Your instructions - Your answer must be every line of the data below that holds the string "Result", copied exactly.
═════ Given data
use anyhow::Result;
use r2d2::Pool;
use r2d2_sqlite::SqliteConnectionManager;
use rusqlite::{Connection, OpenFlags};
use std::path::Path;

pub type DbPool = Pool<SqliteConnectionManager>;

pub struct Database {
    pool: DbPool,
}

impl Clone for Database {
    fn clone(&self) -> Self {
        Self { pool: self.pool.clone() }
    }
}

impl Database {
    pub fn open(path: &str) -> Result<Self> {
        let path = Path::new(path);
        if let Some(parent) = path.parent() {
            std::fs::create_dir_all(parent)?;
        }

        let manager = SqliteConnectionManager::file(path);
        let pool = Pool::builder().max_size(10).build(manager)?;

        let conn = pool.get()?;
        conn.execute_batch("PRAGMA journal_mode=WAL; PRAGMA foreign_keys=ON;")?;

        Ok(Self { pool })
    }

    /// Named in-memory database with shared cache, so every pooled
    /// connection sees the same data. Used by the test suites.
    pub fn open_memory(name: &str) -> Result<Self> {
        let uri = format!("file:{}?mode=memory&cache=shared", name);
        let manager = SqliteConnectionManager::file(uri).with_flags(
            OpenFlags::SQLITE_OPEN_READ_WRITE
                | OpenFlags::SQLITE_OPEN_CREATE
                | OpenFlags::SQLITE_OPEN_URI
                | OpenFlags::SQLITE_OPEN_NO_MUTEX,
        );
        let pool = Pool::builder().max_size(10).build(manager)?;

        let conn = pool.get()?;
        conn.execute_batch("PRAGMA foreign_keys=ON;")?;

        Ok(Self { pool })
    }

    pub fn get(&self) -> Result<r2d2::PooledConnection<SqliteConnectionManager>> {
        Ok(self.pool.get()?)
    }

    pub fn migrate(&self) -> Result<()> {
        let conn = self.get()?;
        run_migrations(&conn)?;
        Ok(())
    }
}

fn run_migrations(conn: &Connection) -> Result<()> {
    conn.execute_batch(
        r#"
        CREATE TABLE IF NOT EXISTS schema_migrations (
            version INTEGER PRIMARY KEY,
            applied_at TEXT DEFAULT CURRENT_TIMESTAMP
        );
        "#,
    )?;

    let current_version: i32 = conn
        .query_row(
            "SELECT COALESCE(MAX(version), 0) FROM schema_migrations",
            [],
            |row| row.get(0),
        )
        .unwrap_or(0);

    let migrations: Vec<(i32, &str)> = vec![(1, include_str!("migrations/001_initial.sql"))];

    for (version, sql) in migrations {
        if version > current_version {
            tracing::info!("Running migration {}", version);
            conn.execute_batch(sql)?;
            conn.execute(
                "INSERT INTO schema_migrations (version) VALUES (?)",
                [version],
            )?;
        }
    }

    Ok(())
}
══════════
Output of the task -
use anyhow::Result;
    pub fn open(path: &str) -> Result<Self> {
    pub fn open_memory(name: &str) -> Result<Self> {
    pub fn get(&self) -> Result<r2d2::PooledConnection<SqliteConnectionManager>> {
    pub fn migrate(&self) -> Result<()> {
fn run_migrations(conn: &Connection) -> Result<()> {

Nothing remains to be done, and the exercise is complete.